Beginning at the line containing "are present (they're" in the material below and ending at the line containing "fn is_consistent(&self) ->", return each line exactly and add nothing.

+===+

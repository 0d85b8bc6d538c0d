//! Session persistence: `(channelId, agentName) →
//! {sessionId, globalOffset, localOffset, connectionTime, lastUsed}`,
//! written atomically (write-tmp + rename), read racing writes safely.
//!
//! Storage root defaults to `dirs::data_local_dir()/messaging-agent`,
//! mirroring `receiver::main`'s `dirs::data_local_dir().join("rusty-timer")`
//! pattern; a constructor parameter overrides it for tests, the way the
//! source project's `Journal::open(path)` takes an explicit path.

use serde::{Deserialize, Serialize};
use std::collections::HashMap;
use std::path::{Path, PathBuf};

/// Snapshots older than this are discarded on read.
pub const SNAPSHOT_TTL_MS: i64 = 24 * 60 * 60 * 1000;

#[derive(Debug, Clone, Serialize, Deserialize, PartialEq, Eq)]
pub struct SessionSnapshot {
    pub session_id: String,
    pub global_offset: i64,
    pub local_offset: i64,
    pub connection_time: i64,
    pub last_used: i64,
}

impl SessionSnapshot {
    /// A snapshot is self-consistent when both offsets are present (they're
    /// always present in this representation — absence is modeled by the
    /// entry simply not existing in the map) and `last_used >=
    /// connection_time`.
    fn is_consistent(&self) -> bool {
        self.global_offset >= 0 && self.local_offset >= 0 && self.last_used >= self.connection_time
    }

    fn is_expired(&self, now_ms: i64) -> bool {
        now_ms.saturating_sub(self.last_used) > SNAPSHOT_TTL_MS
    }
}

fn store_key(channel_id: &str, agent_name: &str) -> String {
    format!("{channel_id}::{agent_name}")
}

/// File-backed store for session snapshots keyed by `(channelId,
/// agentName)`.
#[derive(Debug, Clone)]
pub struct SessionStore {
    path: PathBuf,
}

impl SessionStore {
    /// `dirs::data_local_dir()/messaging-agent/sessions.json`, falling back
    /// to `./messaging-agent/sessions.json` if the platform data dir is
    /// unavailable.
    pub fn default_path() -> PathBuf {
        dirs::data_local_dir()
            .unwrap_or_else(|| PathBuf::from("."))
            .join("messaging-agent")
            .join("sessions.json")
    }

    pub fn open(path: PathBuf) -> Self {
        Self { path }
    }

    pub fn open_default() -> Self {
        Self::open(Self::default_path())
    }

    /// Load the snapshot for `(channel_id, agent_name)`, discarding and
    /// returning `None` if it's missing, malformed, inconsistent, or past
    /// its TTL relative to `now_ms`.
    pub fn load(&self, channel_id: &str, agent_name: &str, now_ms: i64) -> Option<SessionSnapshot> {
        let all = self.read_all().ok()?;
        let snapshot = all.get(&store_key(channel_id, agent_name))?.clone();
        if snapshot.is_consistent() && !snapshot.is_expired(now_ms) {
            Some(snapshot)
        } else {
            None
        }
    }

    /// Atomically persist `snapshot` for `(channel_id, agent_name)`
    /// (write-tmp + rename).
    pub fn save(
        &self,
        channel_id: &str,
        agent_name: &str,
        snapshot: SessionSnapshot,
    ) -> std::io::Result<()> {
        let mut all = self.read_all().unwrap_or_default();
        all.insert(store_key(channel_id, agent_name), snapshot);
        self.write_all(&all)
    }

    pub fn remove(&self, channel_id: &str, agent_name: &str) -> std::io::Result<()> {
        let mut all = self.read_all().unwrap_or_default();
        all.remove(&store_key(channel_id, agent_name));
        self.write_all(&all)
    }

    fn read_all(&self) -> std::io::Result<HashMap<String, SessionSnapshot>> {
        match std::fs::read_to_string(&self.path) {
            Ok(contents) => Ok(serde_json::from_str(&contents).unwrap_or_default()),
            Err(e) if e.kind() == std::io::ErrorKind::NotFound => Ok(HashMap::new()),
            Err(e) => Err(e),
        }
    }

    fn write_all(&self, all: &HashMap<String, SessionSnapshot>) -> std::io::Result<()> {
        if let Some(parent) = self.path.parent() {
            std::fs::create_dir_all(parent)?;
        }
        let tmp_path = tmp_path_for(&self.path);
        let serialized = serde_json::to_string_pretty(all)
            .map_err(|e| std::io::Error::new(std::io::ErrorKind::InvalidData, e))?;
        std::fs::write(&tmp_path, serialized)?;
        std::fs::rename(&tmp_path, &self.path)?;
        Ok(())
    }
}

fn tmp_path_for(path: &Path) -> PathBuf {
    let mut tmp = path.as_os_str().to_owned();
    tmp.push(".tmp");
    PathBuf::from(tmp)
}
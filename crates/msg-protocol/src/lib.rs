// msg-protocol: wire types for the messaging-agent channel API.
//
// These mirror the JSON request/response bodies the service expects and
// the UDP envelope that wraps the same payloads. No I/O lives here — just
// the shapes and their serde contract, so both the HTTP and UDP transports
// encode/decode identically.

use serde::{Deserialize, Serialize};
use std::collections::HashMap;

// ---------------------------------------------------------------------------
// Enumerations
// ---------------------------------------------------------------------------

/// Event payload type. Serializes as its uppercase name on the wire.
#[derive(Debug, Clone, Copy, PartialEq, Eq, Serialize, Deserialize)]
#[serde(rename_all = "SCREAMING_SNAKE_CASE")]
pub enum EventType {
    ChatText,
    ChatFile,
    /// `CHAT_WEBRTC_SIGNAL` is the historical name for this type; some
    /// deployments emit `WEBRTC_SIGNALING` instead. Both decode to this
    /// variant; we always encode `WEBRTC_SIGNALING`.
    #[serde(alias = "CHAT_WEBRTC_SIGNAL", rename = "WEBRTC_SIGNALING")]
    WebrtcSignaling,
    GameState,
    GameInput,
    GameSync,
    Custom,
}

/// Channel identity derivation / authorization scope.
#[derive(Debug, Clone, Copy, PartialEq, Eq, Serialize, Deserialize)]
#[serde(rename_all = "lowercase")]
pub enum ApiKeyScope {
    Private,
    Public,
}

/// Opaque poll-fulfillment hint. The client never interprets this value;
/// it is carried through to the server and echoed back in pull responses.
#[derive(Debug, Clone, Copy, PartialEq, Eq, Serialize, Deserialize)]
#[serde(rename_all = "UPPERCASE")]
pub enum PollSource {
    Auto,
    Cache,
    Kafka,
    Database,
}

/// Top-level status discriminator used by every operation response.
#[derive(Debug, Clone, Copy, PartialEq, Eq, Serialize, Deserialize)]
#[serde(rename_all = "lowercase")]
pub enum Status {
    Success,
    Error,
}

// ---------------------------------------------------------------------------
// Event
// ---------------------------------------------------------------------------

/// A single channel event as delivered by a pull response.
///
/// `global_offset`/`local_offset` are `None` for ephemeral events, which are
/// never assigned durable offsets.
#[derive(Debug, Clone, PartialEq, Serialize, Deserialize)]
#[serde(rename_all = "camelCase")]
pub struct EventMessage {
    pub timestamp: i64,
    pub from: String,
    /// Recipient agent name, or `"*"` for broadcast.
    pub to: String,
    #[serde(default, skip_serializing_if = "Option::is_none")]
    pub filter: Option<String>,
    #[serde(rename = "type")]
    pub event_type: EventType,
    pub content: String,
    #[serde(default)]
    pub encrypted: bool,
    #[serde(default)]
    pub ephemeral: bool,
    #[serde(default, skip_serializing_if = "Option::is_none")]
    pub global_offset: Option<i64>,
    #[serde(default, skip_serializing_if = "Option::is_none")]
    pub local_offset: Option<i64>,
}

// ---------------------------------------------------------------------------
// AgentInfo
// ---------------------------------------------------------------------------

/// Observed view of another participant on the channel.
///
/// `role` is `None` for a normal agent; any `Some(_)` value marks a system
/// role. Client code must never hard-code role name strings — treat any
/// non-null role as "system" (see `listSystemAgents`).
#[derive(Debug, Clone, PartialEq, Serialize, Deserialize)]
#[serde(rename_all = "camelCase")]
pub struct AgentInfo {
    pub agent_name: String,
    pub agent_type: String,
    #[serde(default, skip_serializing_if = "Option::is_none")]
    pub descriptor: Option<String>,
    #[serde(default, skip_serializing_if = "Option::is_none")]
    pub ip_address: Option<String>,
    pub connection_time: i64,
    #[serde(default)]
    pub metadata: HashMap<String, String>,
    #[serde(default, skip_serializing_if = "Option::is_none")]
    pub role: Option<String>,
    /// Comma-list shorthand filter the agent joined with, if any.
    #[serde(default, skip_serializing_if = "Option::is_none")]
    pub custom_event_type: Option<String>,
    #[serde(default, skip_serializing_if = "Option::is_none")]
    pub restricted_capabilities: Option<Vec<String>>,
}

impl AgentInfo {
    /// True when this agent represents a system role.
    pub fn is_system(&self) -> bool {
        self.role.is_some()
    }
}

// ---------------------------------------------------------------------------
// /create-channel
// ---------------------------------------------------------------------------

#[derive(Debug, Clone, Serialize)]
#[serde(rename_all = "camelCase")]
pub struct CreateChannelRequest {
    pub channel_name: String,
    /// The already-hashed password (never the raw password).
    pub channel_password: String,
}

#[derive(Debug, Clone, Deserialize)]
#[serde(rename_all = "camelCase")]
pub struct CreateChannelData {
    pub channel_id: String,
}

// ---------------------------------------------------------------------------
// /connect
// ---------------------------------------------------------------------------

#[derive(Debug, Clone, Serialize)]
#[serde(rename_all = "camelCase")]
pub struct ConnectRequest {
    #[serde(skip_serializing_if = "Option::is_none")]
    pub channel_id: Option<String>,
    pub channel_name: String,
    /// The already-hashed password.
    pub channel_password: String,
    pub agent_name: String,
    #[serde(skip_serializing_if = "Option::is_none")]
    pub session_id: Option<String>,
    pub enable_webrtc_relay: bool,
    pub api_key_scope: ApiKeyScope,
    pub agent_context: HashMap<String, String>,
}

#[derive(Debug, Clone, Deserialize)]
#[serde(rename_all = "camelCase")]
pub struct ConnectData {
    pub session_id: String,
    pub channel_id: String,
    pub global_offset: i64,
    pub local_offset: i64,
    pub connection_time: i64,
    #[serde(default)]
    pub message: Option<String>,
}

// ---------------------------------------------------------------------------
// /push
// ---------------------------------------------------------------------------

#[derive(Debug, Clone, Serialize)]
#[serde(rename_all = "camelCase")]
pub struct PushRequest {
    pub session_id: String,
    #[serde(rename = "type")]
    pub event_type: EventType,
    /// Empty string when `filter` is used instead of a direct recipient.
    pub to: String,
    #[serde(skip_serializing_if = "Option::is_none")]
    pub filter: Option<String>,
    pub content: String,
    pub encrypted: bool,
    #[serde(skip_serializing_if = "Option::is_none")]
    pub ephemeral: Option<bool>,
}

// ---------------------------------------------------------------------------
// /pull
// ---------------------------------------------------------------------------

#[derive(Debug, Clone, Serialize)]
#[serde(rename_all = "camelCase")]
pub struct ReceiveConfig {
    pub global_offset: i64,
    pub local_offset: i64,
    pub limit: u32,
    pub poll_source: PollSource,
}

#[derive(Debug, Clone, Serialize)]
#[serde(rename_all = "camelCase")]
pub struct PullRequest {
    pub session_id: String,
    pub receive_config: ReceiveConfig,
}

/// Pull response payload.
///
/// Accepts both `events` and the legacy `messages` key for the durable
/// array. `next_global_offset`/`next_local_offset` are the sole source of
/// truth for cursor advancement; a missing field means the corresponding
/// cursor is unchanged, which is why both are `Option`.
#[derive(Debug, Clone, Default, Deserialize)]
#[serde(rename_all = "camelCase")]
pub struct PullData {
    #[serde(default, alias = "messages")]
    pub events: Vec<EventMessage>,
    #[serde(default)]
    pub ephemeral_events: Vec<EventMessage>,
    #[serde(default)]
    pub next_global_offset: Option<i64>,
    #[serde(default)]
    pub next_local_offset: Option<i64>,
    #[serde(default)]
    pub poll_source: Option<PollSource>,
}

// ---------------------------------------------------------------------------
// /disconnect
// ---------------------------------------------------------------------------

#[derive(Debug, Clone, Serialize)]
#[serde(rename_all = "camelCase")]
pub struct DisconnectRequest {
    pub session_id: String,
    #[serde(default, skip_serializing_if = "Option::is_none")]
    pub async_disconnect: Option<bool>,
}

// ---------------------------------------------------------------------------
// /list-agents, /list-system-agents
// ---------------------------------------------------------------------------

#[derive(Debug, Clone, Serialize)]
#[serde(rename_all = "camelCase")]
pub struct SessionOnlyRequest {
    pub session_id: String,
}

// ---------------------------------------------------------------------------
// Generic operation envelope
// ---------------------------------------------------------------------------

/// `{status, data?, statusMessage?}` — the envelope every HTTP operation
/// response uses. `success + HTTP 2xx` is the only outcome treated as OK;
/// callers check `status` themselves rather than relying on serde alone.
#[derive(Debug, Clone, Deserialize)]
#[serde(rename_all = "camelCase")]
pub struct OperationResponse<T> {
    pub status: Status,
    #[serde(default)]
    pub data: Option<T>,
    #[serde(default)]
    pub status_message: Option<String>,
}

impl<T> OperationResponse<T> {
    pub fn is_ok(&self) -> bool {
        matches!(self.status, Status::Success)
    }
}

// ---------------------------------------------------------------------------
// UDP envelope
// ---------------------------------------------------------------------------

/// `{action, payload, requestId?}` — one datagram, one request.
#[derive(Debug, Clone, Serialize)]
#[serde(rename_all = "camelCase")]
pub struct UdpEnvelope<T: Serialize> {
    pub action: UdpAction,
    pub payload: T,
    #[serde(skip_serializing_if = "Option::is_none")]
    pub request_id: Option<String>,
}

#[derive(Debug, Clone, Copy, PartialEq, Eq, Serialize, Deserialize)]
#[serde(rename_all = "lowercase")]
pub enum UdpAction {
    Push,
    Pull,
}

/// The service's UDP reply: `{status:"ok", requestId?, result}`.
#[derive(Debug, Clone, Deserialize)]
#[serde(rename_all = "camelCase")]
pub struct UdpReply<T> {
    pub status: String,
    #[serde(default)]
    pub request_id: Option<String>,
    pub result: T,
}

// ---------------------------------------------------------------------------
// WebRTC signaling content (carried inside an EventMessage's `content`)
// ---------------------------------------------------------------------------

#[derive(Debug, Clone, Copy, PartialEq, Eq, Serialize, Deserialize)]
#[serde(rename_all = "kebab-case")]
pub enum SignalKind {
    Offer,
    Answer,
    IceCandidate,
}

#[derive(Debug, Clone, PartialEq, Eq, Serialize, Deserialize)]
#[serde(rename_all = "camelCase")]
pub struct IceCandidateInit {
    pub candidate: String,
    #[serde(default, skip_serializing_if = "Option::is_none")]
    pub sdp_m_line_index: Option<u16>,
    #[serde(default, skip_serializing_if = "Option::is_none")]
    pub sdp_mid: Option<String>,
}

#[derive(Debug, Clone, PartialEq, Serialize, Deserialize)]
#[serde(rename_all = "camelCase")]
pub struct WebrtcSignal {
    #[serde(rename = "type")]
    pub kind: SignalKind,
    #[serde(default, skip_serializing_if = "Option::is_none")]
    pub sdp: Option<String>,
    #[serde(default, skip_serializing_if = "Option::is_none")]
    pub candidate: Option<IceCandidateInit>,
    pub stream_session_id: String,
}

#[cfg(test)]
mod tests {
    use super::*;

    #[test]
    fn event_type_serializes_uppercase() {
        let json = serde_json::to_string(&EventType::ChatText).unwrap();
        assert_eq!(json, "\"CHAT_TEXT\"");
    }

    #[test]
    fn webrtc_signal_type_accepts_legacy_alias() {
        let legacy: EventType = serde_json::from_str("\"CHAT_WEBRTC_SIGNAL\"").unwrap();
        assert_eq!(legacy, EventType::WebrtcSignaling);
        let current: EventType = serde_json::from_str("\"WEBRTC_SIGNALING\"").unwrap();
        assert_eq!(current, EventType::WebrtcSignaling);
        let encoded = serde_json::to_string(&EventType::WebrtcSignaling).unwrap();
        assert_eq!(encoded, "\"WEBRTC_SIGNALING\"");
    }

    #[test]
    fn pull_data_events_or_messages_key_both_decode() {
        let via_events = r#"{"events":[],"nextGlobalOffset":5,"nextLocalOffset":2}"#;
        let via_messages = r#"{"messages":[],"nextGlobalOffset":5,"nextLocalOffset":2}"#;
        let a: PullData = serde_json::from_str(via_events).unwrap();
        let b: PullData = serde_json::from_str(via_messages).unwrap();
        assert_eq!(a.next_global_offset, Some(5));
        assert_eq!(b.next_global_offset, Some(5));
        assert!(a.events.is_empty() && b.events.is_empty());
    }

    #[test]
    fn pull_data_missing_offsets_are_none() {
        let json = r#"{"events":[]}"#;
        let data: PullData = serde_json::from_str(json).unwrap();
        assert!(data.next_global_offset.is_none());
        assert!(data.next_local_offset.is_none());
    }

    #[test]
    fn agent_info_is_system_reflects_non_null_role() {
        let normal = AgentInfo {
            agent_name: "alice".into(),
            agent_type: "RUST-AGENT".into(),
            descriptor: None,
            ip_address: None,
            connection_time: 0,
            metadata: HashMap::new(),
            role: None,
            custom_event_type: None,
            restricted_capabilities: None,
        };
        assert!(!normal.is_system());
        let system = AgentInfo { role: Some("moderator".into()), ..normal };
        assert!(system.is_system());
    }
}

+===+

• _Reply_
    /// A snapshot is self-consistent when both offsets are present (they're
    /// always present in this representation — absence is modeled by the
    /// entry simply not existing in the map) and `last_used >=
    /// connection_time`.
    fn is_consistent(&self) -> bool {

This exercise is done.